Contexte général : grèves dans le transport aérien et répercussions sur les aéroports internationaux
Le mouvement social chez WestJet s’inscrit dans un contexte plus large de tensions dans le secteur aérien mondial et national. Depuis plusieurs années, les compagnies aériennes canadiennes font face à des revendications croissantes concernant la reconnaissance du temps de travail, les conditions salariales et la qualité de vie des agents de bord. Ces conflits ont pris une nouvelle dimension en 2025 avec la grève d’Air Canada, qui avait perturbé durablement le trafic aérien et provoqué une enquête fédérale sur le travail non rémunéré.
Des cas similaires ont éclaté récemment dans plusieurs pays européens, provoquant des perturbations majeures dans des hubs aéroportuaires comme Bruxelles et Paris. En mai 2026, une grève nationale avait entraîné l’annulation de près de la moitié des vols à Brussels Airport, suivie par un autre arrêt chez Skeyes provoquant plus de deux cents vols suspendus. De même, les aéroports parisiens avaient connu en juin des mouvements perturbateurs, affectant la fluidité des liaisons aériennes internationales, selon des rapports publiés sur LaAeroport.fr.

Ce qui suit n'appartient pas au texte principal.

#[cfg(test)]
mod tests {
    use super::*;
    use proptest::prelude::*;

    fn p(s: &str) -> DerivationPath {
        s.parse().unwrap()
    }

    #[test]
    fn parse_and_display() {
        assert_eq!(p("m/44'/0'/0'/0/5").to_string(), "m/44'/0'/0'/0/5");
        assert_eq!(p("M/9999'/0").to_string(), "M/9999'/0");
        assert_eq!(p("m").to_string(), "m");
        assert_eq!(p("m/1h/2H").to_string(), "m/1'/2'");
    }

    #[test]
    fn parse_rejects_garbage() {
        assert_eq!("".parse::<DerivationPath>(), Err(PathError::Empty));
        assert!(matches!("x/1".parse::<DerivationPath>(), Err(PathError::InvalidRoot(_))));
        assert!(matches!("m/a".parse::<DerivationPath>(), Err(PathError::InvalidLevel(_))));
        assert!(matches!("m//1".parse::<DerivationPath>(), Err(PathError::InvalidLevel(_))));
        assert!(matches!("m/-1".parse::<DerivationPath>(), Err(PathError::InvalidLevel(_))));
        assert_eq!(
            "m/2147483648".parse::<DerivationPath>(),
            Err(PathError::IndexOutOfRange(2_147_483_648))
        );
    }

    #[test]
    fn root_markers_are_exclusive() {
        let private = p("m/0");
        let public = p("M/0");
        assert!(private.is_private_path() && !private.is_public_path());
        assert!(public.is_public_path() && !public.is_private_path());
        assert_eq!(private.public_path(), public);
        assert_eq!(public.private_path(), private);
    }

    #[test]
    fn navigation_returns_new_paths() {
        let base = p("m/44'/0'/0'/0/5");
        assert_eq!(base.next().unwrap(), p("m/44'/0'/0'/0/6"));
        assert_eq!(base.parent().unwrap(), p("m/44'/0'/0'/0"));
        assert_eq!(base.child(Level::normal(3).unwrap()), p("m/44'/0'/0'/0/5/3"));
        assert_eq!(base.hardened().unwrap(), p("m/44'/0'/0'/0/5'"));
        assert_eq!(p("m/1'").unhardened().unwrap(), p("m/1"));
        assert_eq!(base.last(), Some(Level::normal(5).unwrap()));
        assert_eq!(
            base.insert(0, Level::hardened(9999).unwrap()).unwrap(),
            p("m/9999'/44'/0'/0'/0/5")
        );
        // Receiver untouched by every call above.
        assert_eq!(base, p("m/44'/0'/0'/0/5"));
    }

    #[test]
    fn next_keeps_hardening() {
        assert_eq!(p("m/7'").next().unwrap(), p("m/8'"));
    }

    #[test]
    fn root_only_navigation_fails() {
        let root = DerivationPath::master();
        assert_eq!(root.next(), Err(PathError::NoLevels));
        assert_eq!(root.parent(), Err(PathError::NoLevels));
        assert_eq!(root.hardened(), Err(PathError::NoLevels));
        assert_eq!(root.last(), None);
        assert!(!root.is_hardened());
    }

    #[test]
    fn next_overflow_is_rejected() {
        assert!(matches!(
            p("m/2147483647").next(),
            Err(PathError::IndexOutOfRange(_))
        ));
    }

    #[test]
    fn insert_out_of_bounds() {
        assert_eq!(
            p("m/1").insert(2, Level::normal(0).unwrap()),
            Err(PathError::InsertOutOfBounds { offset: 2, depth: 1 })
        );
        assert_eq!(p("m/1").insert(1, Level::normal(0).unwrap()).unwrap(), p("m/1/0"));
    }

    #[test]
    fn parent_of_relation() {
        assert!(p("m/9999'/0").is_parent_of(&p("m/9999'/0/5")));
        assert!(p("m/9999'/0").is_parent_of(&p("m/9999'/0/5/1")));
        assert!(p("m").is_parent_of(&p("m/0")));
        assert!(!p("m/9999'/0").is_parent_of(&p("M/9999'/0/5")));
        assert!(!p("M/9999'/0").is_parent_of(&p("m/9999'/0/5")));
        assert!(!p("m/9999'/0").is_parent_of(&p("m/9999'/0")));
        assert!(!p("m/9999'/0").is_parent_of(&p("m/9999/0/5")));
        assert!(!p("m/9999'/0/5").is_parent_of(&p("m/9999'/0")));
    }

    #[test]
    fn relative_to_ignores_marker() {
        let child = p("M/44'/0'/0'/0/5");
        let rest = child.relative_to(&p("m/44'/0'")).unwrap();
        assert_eq!(rest.len(), 3);
        assert!(child.relative_to(&p("m/45'")).is_none());
    }

    #[test]
    fn child_numbers() {
        assert_eq!(Level::hardened(44).unwrap().child_number(), 0x8000_002c);
        assert_eq!(Level::normal(44).unwrap().child_number(), 44);
    }

    #[test]
    fn serde_as_string() {
        let path = p("m/44'/1'/0'/1/3");
        let json = serde_json::to_string(&path).unwrap();
        assert_eq!(json, "\"m/44'/1'/0'/1/3\"");
        let back: DerivationPath = serde_json::from_str(&json).unwrap();
        assert_eq!(back, path);
        assert!(serde_json::from_str::<DerivationPath>("\"q/1\"").is_err());
    }

    #[test]
    fn account_path_layout() {
        let acct = AccountPath::new(0, 2).unwrap();
        assert_eq!(acct.path(), p("m/44'/0'/2'/0/0"));
        assert_eq!(acct.account_root(), p("m/44'/0'/2'"));
        assert_eq!(acct.chain_path(), p("m/44'/0'/2'/0"));
        assert_eq!(acct.external(false).path(), p("m/44'/0'/2'/1/0"));
    }

    #[test]
    fn account_path_navigation_resets_index() {
        let acct = AccountPath::new(145, 0).unwrap().next().unwrap().next().unwrap();
        assert_eq!(acct.index(), 2);
        assert_eq!(acct.account(3).unwrap().index(), 0);
        assert_eq!(acct.account(3).unwrap().account_index(), 3);
        assert_eq!(acct.external(false).index(), 0);
        assert!(!acct.external(false).is_external());
        assert_eq!(acct.external(false).chain(), 1);
        assert_eq!(acct.to_string(), "m/44'/145'/0'/0/2");
    }

    #[test]
    fn account_path_for_network() {
        let acct = AccountPath::for_network(Network::BitcoinCash, 1).unwrap();
        assert_eq!(acct.path(), p("m/44'/145'/1'/0/0"));
    }

    #[test]
    fn account_path_rejects_out_of_range() {
        assert!(AccountPath::new(HARDENED_OFFSET, 0).is_err());
        assert!(AccountPath::new(0, 0).unwrap().with_index(HARDENED_OFFSET).is_err());
    }

    #[test]
    fn account_path_from_derivation_path() {
        let acct = AccountPath::try_from(&p("m/44'/1'/4'/1/9")).unwrap();
        assert_eq!(acct.coin(), 1);
        assert_eq!(acct.account_index(), 4);
        assert!(!acct.is_external());
        assert_eq!(acct.index(), 9);
        assert!(AccountPath::try_from(&p("m/49'/1'/4'/1/9")).is_err());
        assert!(AccountPath::try_from(&p("m/44'/1'/4'/2/9")).is_err());
        assert!(AccountPath::try_from(&p("m/44'/1'/4'")).is_err());
    }

    proptest! {
        #[test]
        fn display_parse_roundtrip(
            public in any::<bool>(),
            raw in proptest::collection::vec((0u32..HARDENED_OFFSET, any::<bool>()), 0..8),
        ) {
            let root = if public { Root::Public } else { Root::Private };
            let levels = raw.iter().map(|&(i, h)| Level::new(i, h).unwrap()).collect();
            let path = DerivationPath::new(root, levels);
            prop_assert_eq!(path.to_string().parse::<DerivationPath>().unwrap(), path);
        }

        #[test]
        fn child_is_always_a_child(
            raw in proptest::collection::vec(0u32..1000, 0..6),
            extra in 0u32..1000,
        ) {
            let levels = raw.iter().map(|&i| Level::normal(i).unwrap()).collect();
            let path = DerivationPath::new(Root::Private, levels);
            let child = path.child(Level::normal(extra).unwrap());
            prop_assert!(path.is_parent_of(&child));
            prop_assert_eq!(child.parent().unwrap(), path.clone());
            prop_assert!(!path.public_path().is_parent_of(&child));
        }
    }
}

Ces grèves européennes soulignent l’universalité des revendications des personnels navigants et renforcent la vigilance des compagnies pour prévenir l’escalade de conflits sur leurs propres territoires. Les compagnies aériennes se montrent plus attentives à l’élaboration de conventions collectives équilibrées, conscientes des enjeux économiques et de réputation. Pour WestJet, la période actuelle correspond à un test crucial dans la gestion des relations sociales dans un marché aérien fortement concurrentiel entre 2025 et 2026.